The biggest exception to the developing-nation IPO drought has been Internet companies.
Yandex NV, owner of Russia’s most popular Internet search engine, jumped 55 percent on its May 24 trading debut in New York after selling shares above the projected price range. Qihoo 360 Technology Co., the Beijing-based provider of computer anti- virus products and Web browsers, has advanced 25 percent in New York since raising $201.9 million in a March IPO that priced above its range.
After climbing 29 percent in its May 5 debut in New York, Renren Inc., China’s biggest social-networking website by page views, is down 48 percent from its IPO. Two other Chinese Internet companies that sold equity in New York last month, NetQin Mobile Inc. and Jiayuan.com International Ltd., are also trading below their offer prices.
Speculation that developing nations would post stronger economic growth than U.S. and Europe had prompted the projections for a deluge of IPOs, said Ditieri at Emerging Markets Management.
Elena Khisamova, the head of equity markets at VTB Capital, Russia’s largest stock underwriter, forecast in November $20 billion in IPOs this year, saying any Russian listing of “significant” size would succeed. Khisamova said in a June 21 telephone interview that she expects $20 billion in combined follow-on and initial offerings this year, of which $9.2 billion have already taken place.
The Indian government raised 221.4 billion rupees ($4.9 billion) from share sales of state companies in the fiscal year ended March 31, less than its 400 billion-rupee goal. It set the same target for the current fiscal year.
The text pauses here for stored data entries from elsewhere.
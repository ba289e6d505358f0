//! End-to-end sessions for the documented example setups

use padbind::controller::device::NINTENDO_VENDOR_ID;
use padbind::controller::{DeviceDescriptor, InputTechnology, LogicalInput};
use padbind::mapping::encoder::{AxisSign, HatDirection, NativeBinding, NativeEncoder};
use padbind::mapping::engine::{BindingSession, Resolved, SessionOptions};
use padbind::mapping::mode::GameMode;
use padbind::mapping::overrides::OverrideLayer;
use padbind::mapping::sdl::{hat_axis_index, CommunityDatabase, HatMode, SdlEncoder};
use padbind::mapping::special::SpecialHardwareCatalog;
use padbind::mapping::xinput::XInputEncoder;
use padbind::target::{PeripheralType, Target};

fn run(
    options: SessionOptions,
    database: CommunityDatabase,
    catalog: SpecialHardwareCatalog,
    devices: &[DeviceDescriptor],
) -> BindingSession<Resolved> {
    BindingSession::prepare(options, database, catalog).resolve(devices)
}

#[test]
fn classic_controller_on_xinput_pad() {
    let mut options = SessionOptions::new(Target::Dolphin);
    options.peripheral = Some(PeripheralType::Classic);
    let pad = DeviceDescriptor::new(InputTechnology::XInput, 1);

    let resolved = run(
        options,
        CommunityDatabase::default(),
        SpecialHardwareCatalog::default(),
        std::slice::from_ref(&pad),
    );
    let Some(player) = resolved.device(1) else {
        panic!("player 1 missing: {:?}", resolved.failures());
    };

    assert_eq!(player.value("Wiimote1/Classic/Buttons/-"), Some("`Back`"));
    assert_eq!(player.value("Wiimote1/Extension"), Some("Classic"));

    let up = player.value("Wiimote1/Classic/Left Stick/Up");
    let down = player.value("Wiimote1/Classic/Left Stick/Down");
    assert_eq!(up, Some("`Left Y+`"));
    assert_eq!(down, Some("`Left Y-`"));

    let encoder = XInputEncoder;
    let up = encoder.encode(LogicalInput::LeftStickUp, &pad);
    let down = encoder.encode(LogicalInput::LeftStickDown, &pad);
    assert_eq!(up.bound().and_then(NativeBinding::opposite).as_ref(), down.bound());
}

#[test]
fn identical_dinput_pads_get_distinct_identities() {
    let mut first = DeviceDescriptor::new(InputTechnology::DirectInput, 1);
    first.guid = "03000000790000000600000000000000".to_string();
    first.name = "USB Gamepad".to_string();
    let mut second = first.clone();
    second.player_index = 2;
    second.native_index = 1;

    let resolved = run(
        SessionOptions::new(Target::Dolphin),
        CommunityDatabase::default(),
        SpecialHardwareCatalog::default(),
        &[second, first],
    );
    let (Some(p1), Some(p2)) = (resolved.device(1), resolved.device(2)) else {
        panic!("both players expected: {:?}", resolved.failures());
    };

    let a = &p1.identity.identity;
    let b = &p2.identity.identity;
    assert_ne!(a, b);
    assert_eq!(a[..a.len() - 1], b[..b.len() - 1]);
    assert!(a < b);
    assert_eq!(p1.value("GCPad1/Device"), Some("DInput/0/USB Gamepad"));
    assert_eq!(p2.value("GCPad2/Device"), Some("DInput/1/USB Gamepad"));
}

#[test]
fn hat_fix_shifts_hat_axes() {
    // DualShock 4 v1: Hat-Fix 1
    let line = "030000004c050000c405000000000000,PS4 Controller,a:b1,b:b2,x:b0,y:b3,\
                dpup:h0.1,dpright:h0.2,dpdown:h0.4,dpleft:h0.8,leftx:a0,lefty:a1,\
                rightx:a2,righty:a5,lefttrigger:a3,righttrigger:a4,";
    let database = CommunityDatabase::parse(line, None);

    let mut pad = DeviceDescriptor::new(InputTechnology::Sdl, 1);
    pad.guid = "030000004c050000c405000000000000".to_string();
    pad.vendor_id = 0x054c;
    pad.product_id = 0x05c4;
    pad.axis_count = 6;
    pad.hat_count = 1;

    // dpdown:h0.4, Maske 4 ist unten
    assert_eq!(HatDirection::from_mask(4), Some(HatDirection::Down));
    assert_eq!(hat_axis_index(&pad, 0, HatDirection::Down), Some(6));
    assert_eq!(hat_axis_index(&pad, 1, HatDirection::Down), None);

    let encoder = SdlEncoder::new(&database, HatMode::AsAxes);
    // naiv 6 (horizontal) bzw. 7 (vertikal), minus 1
    assert_eq!(
        encoder.encode(LogicalInput::Right, &pad).bound(),
        Some(&NativeBinding::Axis {
            index: 5,
            sign: AxisSign::Positive
        })
    );
    assert_eq!(
        encoder.encode(LogicalInput::Down, &pad).bound(),
        Some(&NativeBinding::Axis {
            index: 6,
            sign: AxisSign::Positive
        })
    );

    let resolved = run(
        SessionOptions::new(Target::Model2),
        database.clone(),
        SpecialHardwareCatalog::default(),
        std::slice::from_ref(&pad),
    );
    let Some(player) = resolved.device(1) else {
        panic!("player 1 missing: {:?}", resolved.failures());
    };
    assert_eq!(player.value("Input1/Right"), Some("0x104B"));
    assert_eq!(player.value("Input1/Down"), Some("0x104D"));
}

fn switch_pad() -> DeviceDescriptor {
    let mut pad = DeviceDescriptor::new(InputTechnology::Sdl, 1);
    pad.guid = "030000007e0500000920000000000000".to_string();
    pad.vendor_id = NINTENDO_VENDOR_ID;
    pad.product_id = 0x2009;
    pad.name = "Pro Controller".to_string();
    pad
}

fn locked_catalog() -> SpecialHardwareCatalog {
    let json = r#"{ "profiles": [{
        "name": "pro-arcade",
        "guid": "030000007e0500000920000000000000",
        "needs_activation": true,
        "mapping": { "south": "x" },
        "hotkeys": { "exit": "guide" }
    }] }"#;
    match SpecialHardwareCatalog::parse(json, "inline") {
        Ok(catalog) => catalog,
        Err(e) => panic!("catalog should parse: {e}"),
    }
}

#[test]
fn locked_special_profile_falls_through_to_vendor_swap() {
    let mut options = SessionOptions::new(Target::RetroArch);
    options.nintendo_layout = true;

    let resolved = run(
        options,
        CommunityDatabase::default(),
        locked_catalog(),
        &[switch_pad()],
    );
    let Some(player) = resolved.device(1) else {
        panic!("player 1 missing: {:?}", resolved.failures());
    };
    assert_eq!(player.layers, vec![OverrideLayer::VendorSwap]);
    // Süd liegt jetzt auf RetroPad A, generischer Eintrag: a:b0
    assert_eq!(player.value("input_player1_a_btn"), Some("0"));
    assert_eq!(player.value("input_player1_b_btn"), Some("1"));
}

#[test]
fn activated_special_profile_wins_over_vendor_swap() {
    let mut options = SessionOptions::new(Target::RetroArch);
    options.nintendo_layout = true;
    options.activated_profiles = vec!["pro-arcade".to_string()];

    let resolved = run(
        options,
        CommunityDatabase::default(),
        locked_catalog(),
        &[switch_pad()],
    );
    let Some(player) = resolved.device(1) else {
        panic!("player 1 missing: {:?}", resolved.failures());
    };
    assert_eq!(
        player.layers,
        vec![OverrideLayer::SpecialHardware("pro-arcade".to_string())]
    );
    assert_eq!(player.value("input_player1_x_btn"), Some("0"));
    // Exit-Hotkey: Select + Guide (generisch b10)
    assert_eq!(player.value("input_exit_emulator_btn"), Some("10"));
}

#[test]
fn game_mode_applies_on_top_of_vendor_swap() {
    let mut options = SessionOptions::new(Target::Dolphin);
    options.nintendo_layout = true;
    options.mode = GameMode::select(None, Some("Zelda [sideways].wbfs"));

    let resolved = run(
        options,
        CommunityDatabase::default(),
        SpecialHardwareCatalog::default(),
        &[switch_pad()],
    );
    let Some(player) = resolved.device(1) else {
        panic!("player 1 missing: {:?}", resolved.failures());
    };
    assert_eq!(player.peripheral, PeripheralType::Wiimote);
    assert_eq!(
        player.layers,
        vec![
            OverrideLayer::VendorSwap,
            OverrideLayer::GameMode(GameMode::Sideways)
        ]
    );
    // Modus setzt Süd auf "2", unabhängig vom Tausch darunter
    assert_eq!(player.value("Wiimote1/Buttons/2"), Some("`Button 0`"));
    assert_eq!(player.value("Wiimote1/D-Pad/Left"), Some("`Hat 0 N`"));
}

#[test]
fn game_mode_applies_on_top_of_special_profile() {
    let json = r#"{ "profiles": [{
        "name": "pro-dpad",
        "guid": "030000007e0500000920000000000000",
        "mapping": { "up": "D-Pad/Right" }
    }] }"#;
    let catalog = match SpecialHardwareCatalog::parse(json, "inline") {
        Ok(catalog) => catalog,
        Err(e) => panic!("catalog should parse: {e}"),
    };
    let mut options = SessionOptions::new(Target::Dolphin);
    options.mode = GameMode::select(None, Some("Zelda [sideways].wbfs"));

    let resolved = run(options, CommunityDatabase::default(), catalog, &[switch_pad()]);
    let Some(player) = resolved.device(1) else {
        panic!("player 1 missing: {:?}", resolved.failures());
    };
    assert_eq!(
        player.layers,
        vec![
            OverrideLayer::SpecialHardware("pro-dpad".to_string()),
            OverrideLayer::GameMode(GameMode::Sideways)
        ]
    );
    // Oben liegt laut Profil rechts, der Modus dreht es nach links
    assert_eq!(player.value("Wiimote1/D-Pad/Left"), Some("`Hat 0 N`"));
    assert_eq!(player.value("Wiimote1/D-Pad/Right"), Some("`Hat 0 S`"));
}

#[test]
fn special_profile_matches_xinput_pad() {
    let json = r#"{ "profiles": [{
        "name": "xpad-arcade",
        "guid": "78696e70757401000000000000000000",
        "targets": ["retroarch"],
        "mapping": { "south": "x" },
        "hotkeys": { "exit": "guide" }
    }] }"#;
    let catalog = match SpecialHardwareCatalog::parse(json, "inline") {
        Ok(catalog) => catalog,
        Err(e) => panic!("catalog should parse: {e}"),
    };
    let pad = DeviceDescriptor::new(InputTechnology::XInput, 1);

    let resolved = run(
        SessionOptions::new(Target::RetroArch),
        CommunityDatabase::default(),
        catalog,
        std::slice::from_ref(&pad),
    );
    let Some(player) = resolved.device(1) else {
        panic!("player 1 missing: {:?}", resolved.failures());
    };
    assert_eq!(
        player.layers,
        vec![OverrideLayer::SpecialHardware("xpad-arcade".to_string())]
    );
    assert_eq!(player.value("input_player1_x_btn"), Some("0"));
    assert_eq!(player.value("input_exit_emulator_btn"), Some("10"));
}

#[test]
fn special_profile_skipped_for_other_targets() {
    let json = r#"{ "profiles": [{
        "name": "ra-only",
        "guid": "030000007e0500000920000000000000",
        "targets": ["retroarch"],
        "mapping": { "south": "Buttons/Z" }
    }] }"#;
    let catalog = match SpecialHardwareCatalog::parse(json, "inline") {
        Ok(catalog) => catalog,
        Err(e) => panic!("catalog should parse: {e}"),
    };
    let resolved = run(
        SessionOptions::new(Target::Dolphin),
        CommunityDatabase::default(),
        catalog,
        &[switch_pad()],
    );
    let Some(player) = resolved.device(1) else {
        panic!("player 1 missing");
    };
    assert_eq!(player.layers, vec![OverrideLayer::Base]);
    assert_eq!(player.value("GCPad1/Buttons/A"), Some("`Button 0`"));
}
//! Geräteunabhängiges Vokabular der Eingaben
//!
//! Jede Zielplattform bildet diese logischen Eingaben auf ihre eigenen Pfade ab,
//! jeder Encoder auf seine eigenen nativen Codes.

use serde::{Deserialize, Serialize};
use strum::{Display, EnumIter, EnumString, IntoEnumIterator};

/// Abstrakte Eingabe, unabhängig vom physischen Gerät
///
/// Die Face-Buttons sind nach ihrer Position benannt (`South` ist der untere
/// Button, bei Xbox-Pads `A`), damit Hersteller-Layouts eindeutig bleiben.
#[derive(
    Debug,
    Clone,
    Copy,
    PartialEq,
    Eq,
    Hash,
    PartialOrd,
    Ord,
    Serialize,
    Deserialize,
    Display,
    EnumIter,
    EnumString,
)]
#[serde(rename_all = "snake_case")]
#[strum(serialize_all = "snake_case")]
pub enum LogicalInput {
    Up,
    Down,
    Left,
    Right,
    South,
    East,
    West,
    North,
    LeftShoulder,
    RightShoulder,
    LeftTrigger,
    RightTrigger,
    LeftStickClick,
    RightStickClick,
    Start,
    Select,
    LeftStickUp,
    LeftStickDown,
    LeftStickLeft,
    LeftStickRight,
    RightStickUp,
    RightStickDown,
    RightStickLeft,
    RightStickRight,
    Guide,
    GunTrigger,
    GunReload,
    GunAuxA,
    GunAuxB,
}

/// Richtung einer Stick-Hälfte
#[derive(Debug, Clone, Copy, PartialEq, Eq, Hash)]
pub enum StickAxis {
    LeftX,
    LeftY,
    RightX,
    RightY,
}

impl LogicalInput {
    /// Alle logischen Eingaben in Katalogreihenfolge
    pub fn all() -> impl Iterator<Item = LogicalInput> {
        LogicalInput::iter()
    }

    pub fn is_stick_direction(self) -> bool {
        self.stick_half().is_some()
    }

    pub fn is_gun_role(self) -> bool {
        matches!(
            self,
            LogicalInput::GunTrigger
                | LogicalInput::GunReload
                | LogicalInput::GunAuxA
                | LogicalInput::GunAuxB
        )
    }

    /// Liefert Achse und Vorzeichen einer Stick-Richtung.
    ///
    /// Oben und links sind negativ, unten und rechts positiv.
    pub fn stick_half(self) -> Option<(StickAxis, bool)> {
        use LogicalInput::*;
        match self {
            LeftStickUp => Some((StickAxis::LeftY, false)),
            LeftStickDown => Some((StickAxis::LeftY, true)),
            LeftStickLeft => Some((StickAxis::LeftX, false)),
            LeftStickRight => Some((StickAxis::LeftX, true)),
            RightStickUp => Some((StickAxis::RightY, false)),
            RightStickDown => Some((StickAxis::RightY, true)),
            RightStickLeft => Some((StickAxis::RightX, false)),
            RightStickRight => Some((StickAxis::RightX, true)),
            _ => None,
        }
    }

    /// Gegenrichtung einer Stick-Richtung (für Achsenpaare)
    pub fn opposite(self) -> Option<LogicalInput> {
        use LogicalInput::*;
        match self {
            LeftStickUp => Some(LeftStickDown),
            LeftStickDown => Some(LeftStickUp),
            LeftStickLeft => Some(LeftStickRight),
            LeftStickRight => Some(LeftStickLeft),
            RightStickUp => Some(RightStickDown),
            RightStickDown => Some(RightStickUp),
            RightStickLeft => Some(RightStickRight),
            RightStickRight => Some(RightStickLeft),
            _ => None,
        }
    }
}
Seventeen of the 20 largest IPOs in India since last year trade below their offer price, data compiled by Bloomberg show.
Edemir Pinto, the head of the Sao Paulo exchange, said in a January interview that IPOs were likely to beat 2007’s record of 55.6 billion reais. He abandoned that estimate after at least four companies canceled sales this year, according to an official at the exchange who asked not to be named in accordance with internal policy. Three of this year’s seven IPOs priced below range. Two sold at the bottom of the range.
QGEP, the energy exploration and production unit of Brazilian holding company Queiroz Galvao SA, sold shares at 19 reais apiece in February after projecting a range of 23 reais to 29 reais. QGEP is down 13 percent since the offering.
OAO Koks, Russia’s largest pig-iron exporter, is turning to the debt market after postponing an IPO this year. The company issued $350 million of bonds overseas and 5 billion rubles ($179 million) of debt this month.
Pump manufacturer and service provider HMS Hydraulic Machines & Systems sold global depositary receipts in February at $8.25 apiece, missing its target range of $9.25 to $12 each. The GDRs have slipped 14 percent since then.
“Some investors are not willing to participate in emerging market IPOs as recent experiences have not been overwhelmingly positive,” said Ed Kuczma, who helps manage $30 billion at Van Eck Associates in New York. “Nothing kills the prospects for new paper than a dead deal.”